In 1990, Nicolas Roeg’s adaptation of Roald Dahl’s The Witches burst onto the big screen, terrifying children and delighting their parents. It was one of the largest first-run commercial success the director experienced in his life time (though its box office numbers were not stellar by any means), and as we mourn his passing today, I thought it would be fun to look behind the scenes of this fabulous film.
So, let’s take a look at five things you (might) not know about The Witches!
#1 The Witches was the last film produced by Lorimar Productions.
Lorimar Productions was established in the late 1960s, and had produced and/or distributed a number of wildly different films in its two decades of existence. The studio was behind Cruising, An Officer and a Gentleman, and The Postman Always Rings Twice alongside TV series and mini-series such as Stephen King’s IT and Freddy’s Nightmares.
The film was completed in 1989 and set for distribution when the company’s theatrical division was dissolved. Rights for distribution were sold to Warner Bros. but the film still sat on a shelf for almost a year before it was finally released in theaters.
#2 Anjelica Huston was not the first choice to take on the role of the Grand High Witch.
As hard as it is to believe, a LOT of other actresses were considered for the role of the devious Grand High Witch in the film.
In fact, over the years rumor has it a number of other actresses were considered for the role from the time of writing and through the casting process. Whether these rumors were based in fact or purely anecdotal doesn’t seem to matter all that much, but reports have tied Vanessa Regrave, Eartha Kitt, Susan Sarandon, Liza Minnelli, Faye Dunaway, Jodie Foster, and even Cher to the casting process.
Any one of these actresses could have no doubt killed the role, but this is one of those instances where you have to ask, “Would they have done it better than Anjelica?”
#3 This was the last film Jim Henson personally oversaw and worked on directly.
Legendary puppeteer and creature creator, Jim Henson designed three different sets of mouse puppets for The Witches. The smallest were actually mouse-sized with control wires that were said to be hair thin and the largest came in at around three feet in length which Roeg used for a couple of close up shots in the film.

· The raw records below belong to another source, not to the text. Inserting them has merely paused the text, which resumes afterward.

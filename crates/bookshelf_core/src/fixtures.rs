//! Deterministic seed dataset.
//!
//! Every run over an empty store produces the same rows in the same order.
//! Seeding a store that already holds the admin user is a no-op.

use crate::auth::PasswordHasher;
use crate::error::CatalogResult;
use crate::model::{
    Author, Book, Comment, Contract, Editor, Genre, Key, Publisher, Review, Series, User,
    ROLE_ADMIN, ROLE_USER,
};
use crate::store::CatalogStore;
use crate::uow::UnitOfWork;
use chrono::{DateTime, Duration, NaiveDate, Utc};
use log::info;

pub const ADMIN_EMAIL: &str = "admin@editorial.com";
pub const EDITOR_EMAIL: &str = "editor@editorial.com";
pub const SEED_PASSWORD: &str = "password";

const PUBLISHERS: [(&str, &str); 10] = [
    ("Editorial Planeta", "Barcelona"),
    ("Alfaguara", "Madrid"),
    ("Tusquets Editores", "Barcelona"),
    ("Anagrama", "Barcelona"),
    ("Seix Barral", "Barcelona"),
    ("RBA", "Barcelona"),
    ("Grijalbo", "Barcelona"),
    ("Debolsillo", "Madrid"),
    ("Siruela", "Madrid"),
    ("Punto de Lectura", "Madrid"),
];

const GENRES: [&str; 8] = [
    "Novela Negra",
    "Ficción Histórica",
    "Ciencia Ficción",
    "Fantasía Épica",
    "Autoayuda y Desarrollo Personal",
    "Poesía",
    "Ensayo Filosófico",
    "Terror Gótico",
];

const EDITORS: [&str; 5] = [
    "Jorge Herralde",
    "Carmen Balcells",
    "Beatriz de Moura",
    "Mario Lacruz",
    "Esther Tusquets",
];

const SERIES: [(&str, &str); 5] = [
    ("La Trilogía del Baztán", "Novela negra en el valle del Baztán."),
    ("El Ciclo de la Fundación", "Historia futura del Imperio Galáctico."),
    ("Los Juegos del Hambre", "Distopía en la nación de Panem."),
    ("Cien Años de Soledad", "Saga de la familia Buendía en Macondo."),
    ("Crónica del Asesino de Reyes", "Memorias de Kvothe."),
];

const AUTHORS: [(&str, &str); 15] = [
    ("Dolores", "Redondo"),
    ("Isaac", "Asimov"),
    ("Suzanne", "Collins"),
    ("Gabriel", "García Márquez"),
    ("Patrick", "Rothfuss"),
    ("Carmen", "Laforet"),
    ("Arturo", "Pérez-Reverte"),
    ("Almudena", "Grandes"),
    ("Javier", "Marías"),
    ("Rosa", "Montero"),
    ("Eduardo", "Mendoza"),
    ("Elvira", "Lindo"),
    ("Carlos", "Ruiz Zafón"),
    ("Ana María", "Matute"),
    ("Miguel", "Delibes"),
];

const TITLES: [&str; 30] = [
    "La Saga del Mar",
    "El Viaje",
    "El Guardián Invisible",
    "Legado en los Huesos",
    "Ofrenda a la Tormenta",
    "Fundación",
    "Fundación e Imperio",
    "Segunda Fundación",
    "En Llamas",
    "Sinsajo",
    "El Otoño del Patriarca",
    "El Nombre del Viento",
    "El Temor de un Hombre Sabio",
    "Nada",
    "El Capitán Alatriste",
    "La Tabla de Flandes",
    "Inés y la Alegría",
    "Corazón Tan Blanco",
    "La Loca de la Casa",
    "La Ciudad de los Prodigios",
    "Sin Noticias de Gurb",
    "Manolito Gafotas",
    "La Sombra del Viento",
    "El Juego del Ángel",
    "Olvidado Rey Gudú",
    "Los Santos Inocentes",
    "El Camino",
    "Cinco Horas con Mario",
    "La Mar de Versos",
    "Crónica de una Ciudad Gótica",
];

const REVIEW_BODIES: [&str; 5] = [
    "Una lectura absorbente de principio a fin.",
    "Buen ritmo aunque el final se precipita.",
    "Los personajes secundarios brillan más que el protagonista.",
    "Prosa cuidada y una ambientación impecable.",
    "No conseguí conectar con la historia.",
];

const COMMENTS: [&str; 4] = [
    "Totalmente de acuerdo.",
    "A mí me pasó lo contrario.",
    "Gracias por la recomendación.",
    "¿Lo recomendarías como primera lectura del autor?",
];

const READERS: [(&str, &str); 8] = [
    ("lucia@lectores.es", "lucia"),
    ("mateo@lectores.es", "mateo"),
    ("sofia@lectores.es", "sofia"),
    ("hugo@lectores.es", "hugo"),
    ("martina@lectores.es", "martina"),
    ("leo@lectores.es", "leo"),
    ("valeria@lectores.es", "valeria"),
    ("daniel@lectores.es", "daniel"),
];

/// Row counts written by `seed_catalog`.
#[derive(Debug, Clone, Copy, Default, PartialEq, Eq)]
pub struct SeedSummary {
    pub already_seeded: bool,
    pub users: usize,
    pub follows: usize,
    pub publishers: usize,
    pub genres: usize,
    pub editors: usize,
    pub series: usize,
    pub authors: usize,
    pub contracts: usize,
    pub books: usize,
    pub reviews: usize,
    pub comments: usize,
}

/// Writes the seed dataset in one commit.
pub fn seed_catalog<S: CatalogStore>(
    store: &mut S,
    hasher: &dyn PasswordHasher,
) -> CatalogResult<SeedSummary> {
    let mut uow = UnitOfWork::begin(&*store)?;
    if !uow
        .graph()
        .find_by::<User, _>(|user| user.email() == ADMIN_EMAIL)
        .is_empty()
    {
        info!("event=catalog_seed module=fixtures status=skipped reason=already_seeded");
        return Ok(SeedSummary {
            already_seeded: true,
            ..SeedSummary::default()
        });
    }

    let mut summary = SeedSummary::default();
    let users = seed_users(&mut uow, hasher, &mut summary);
    let publishers = PUBLISHERS
        .iter()
        .map(|(name, city)| uow.add(Publisher::new(*name, *city)))
        .collect::<Vec<_>>();
    let genres = GENRES
        .iter()
        .map(|name| uow.add(Genre::new(*name)))
        .collect::<Vec<_>>();
    let editors = EDITORS
        .iter()
        .map(|name| uow.add(Editor::new(*name)))
        .collect::<Vec<_>>();
    let series = SERIES
        .iter()
        .map(|(name, description)| uow.add(Series::new(*name, *description)))
        .collect::<Vec<_>>();
    summary.publishers = publishers.len();
    summary.genres = genres.len();
    summary.editors = editors.len();
    summary.series = series.len();

    let authors = seed_authors(&mut uow, &mut summary);
    let books = seed_books(&mut uow, &authors, &series, &genres, &editors);
    summary.books = books.len();
    seed_reviews(&mut uow, &books, &mut summary);

    uow.commit(store)?;
    info!(
        "event=catalog_seed module=fixtures status=ok users={} books={} reviews={} comments={}",
        users.len(),
        summary.books,
        summary.reviews,
        summary.comments
    );
    Ok(summary)
}

fn seed_users(
    uow: &mut UnitOfWork,
    hasher: &dyn PasswordHasher,
    summary: &mut SeedSummary,
) -> Vec<Key<User>> {
    let mut admin = User::new(ADMIN_EMAIL, "AdminUser", hasher.hash(SEED_PASSWORD));
    admin.set_roles([ROLE_ADMIN, ROLE_USER]);
    let mut editor = User::new(EDITOR_EMAIL, "EditorUser", hasher.hash(SEED_PASSWORD));
    editor.set_roles([ROLE_USER]);

    let mut users = vec![uow.add(admin), uow.add(editor)];
    for (email, username) in READERS {
        users.push(uow.add(User::new(email, username, hasher.hash(SEED_PASSWORD))));
    }

    // Each user follows the next one to three users around the ring.
    for (position, follower) in users.iter().enumerate() {
        for step in 1..=(position % 3 + 1) {
            let followed = users[(position + step) % users.len()];
            if uow.graph_mut().follow(*follower, followed) {
                summary.follows += 1;
            }
        }
    }
    summary.users = users.len();
    users
}

fn seed_authors(uow: &mut UnitOfWork, summary: &mut SeedSummary) -> Vec<Key<Author>> {
    let mut authors = Vec::with_capacity(AUTHORS.len());
    for (position, (first_name, last_name)) in AUTHORS.iter().enumerate() {
        let bio = format!("{first_name} {last_name} forma parte del catálogo desde su debut.");
        let author = uow.add(Author::new(*first_name, *last_name, bio));
        let signed = date(2020, 1, 15) + Duration::days(position as i64 * 73);
        let rate = 0.05 + (position % 4) as f64 * 0.05;
        let contract = uow.create(Contract::new(signed, rate));
        uow.graph_mut().set_contract_author(contract, Some(author));
        summary.contracts += 1;
        authors.push(author);
    }
    summary.authors = authors.len();
    authors
}

fn seed_books(
    uow: &mut UnitOfWork,
    authors: &[Key<Author>],
    series: &[Key<Series>],
    genres: &[Key<Genre>],
    editors: &[Key<Editor>],
) -> Vec<Key<Book>> {
    let mut books = Vec::with_capacity(TITLES.len());
    for (position, title) in TITLES.iter().enumerate() {
        let published = date(1995, 3, 1) + Duration::days(position as i64 * 331);
        let book = uow.add(Book::new(*title, isbn13(position), published));
        let graph = uow.graph_mut();
        graph.set_book_author(book, Some(authors[position % authors.len()]));
        if position % 2 == 0 {
            graph.set_book_series(book, Some(series[(position / 2) % series.len()]));
        }
        for offset in 0..(position % 3 + 1) {
            graph.add_book_genre(book, genres[(position + offset * 3) % genres.len()]);
        }
        for offset in 0..(position % 2 + 1) {
            graph.add_book_editor(book, editors[(position + offset) % editors.len()]);
        }
        books.push(book);
    }
    books
}

fn seed_reviews(uow: &mut UnitOfWork, books: &[Key<Book>], summary: &mut SeedSummary) {
    let mut written = date(2024, 1, 10);
    for (position, book) in books.iter().enumerate() {
        for slot in 0..2 {
            let index = position * 2 + slot;
            let rating = (index % 5 + 1) as u8;
            let review = uow.add(Review::with_created_at(
                rating,
                REVIEW_BODIES[index % REVIEW_BODIES.len()],
                written,
            ));
            uow.graph_mut().set_review_book(review, Some(*book));
            summary.reviews += 1;

            for reply in 0..(index % 2 + 1) {
                let content = COMMENTS[(index + reply) % COMMENTS.len()];
                let comment = uow.add(Comment::with_created_at(
                    content,
                    written + Duration::hours(reply as i64 + 1),
                ));
                uow.graph_mut().set_comment_review(comment, Some(review));
                summary.comments += 1;
            }
            written += Duration::days(3);
        }
    }
}

/// A valid ISBN-13 in the 978-84 range, unique per position.
fn isbn13(position: usize) -> String {
    let body = format!("97884{:07}", 1_000 + position * 7);
    let check = body
        .chars()
        .filter_map(|digit| digit.to_digit(10))
        .enumerate()
        .map(|(index, digit)| if index % 2 == 0 { digit } else { digit * 3 })
        .sum::<u32>();
    format!("{body}{}", (10 - check % 10) % 10)
}

fn date(year: i32, month: u32, day: u32) -> DateTime<Utc> {
    NaiveDate::from_ymd_opt(year, month, day)
        .and_then(|date| date.and_hms_opt(0, 0, 0))
        .map(|naive| naive.and_utc())
        .unwrap_or(DateTime::UNIX_EPOCH)
}

#[cfg(test)]
mod tests {
    use super::isbn13;

    #[test]
    fn isbn_check_digit_is_valid() {
        assert_eq!(isbn13(0).len(), 13);
        let digits = isbn13(3)
            .chars()
            .map(|digit| digit.to_digit(10).unwrap())
            .collect::<Vec<_>>();
        let weighted = digits
            .iter()
            .enumerate()
            .map(|(index, digit)| if index % 2 == 0 { *digit } else { digit * 3 })
            .sum::<u32>();
        assert_eq!(weighted % 10, 0);
        assert_ne!(isbn13(1), isbn13(2));
    }
}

What’s more, it was Henson who convinced Roald Dahl not to condemn the project and remove his name from it when he wrote a letter to the author after hearing of his displeasure.
Sadly, Henson died just days before the film made its UK debut from streptococcal toxic shock syndrome. He was 53 years old. In an odd coincidence Dahl, himself, passed away the same year.
#4 It was never revealed why the witches wanted to rid the world of children.
As baffling as it might sound, and it does if you’re like me and you had it in your head that the reason was spelled out in the film, neither the book nor the film explained exactly why the witches hated children so much.
Was it a lifelong vendetta? Did they just think they were brats? Was it a long game to ensure the human race was wiped out?
Perhaps Roald Dahl knew, but he never explained it in the original text, and Nicolas Roeg, taking his cue from the novel, didn’t get a clear reason either.
#5 As dark as the film is, the book was much darker.
As we’ve seen with so many children’s stories and books adapted for the big screen, the production team really toned down the darkness during the process of adaptation.
Unlike the film, for instance, Luke (who never actually had a name in the book) was never returned to his human form and realizes toward the end that this means his life has been seriously cut short. Mice only live a few years under the best of circumstances, after all, and he has to come to terms with that fact.
It was implied in the book that Bruno aka the other little boy turned into a mouse, was drowned in a bucket of water by a janitor at his father’s insistence which fit into the Grand High Witch’s plan to have all the children killed by unsuspecting teachers, janitors, and parents when they had become mice.
Roald Dahl, as previously mentioned was very displeased with this adaptation. In fact, he was so displeased it’s said that he left instructions in his will that set the standards very high for anyone in the future who might want to adapt his work for film!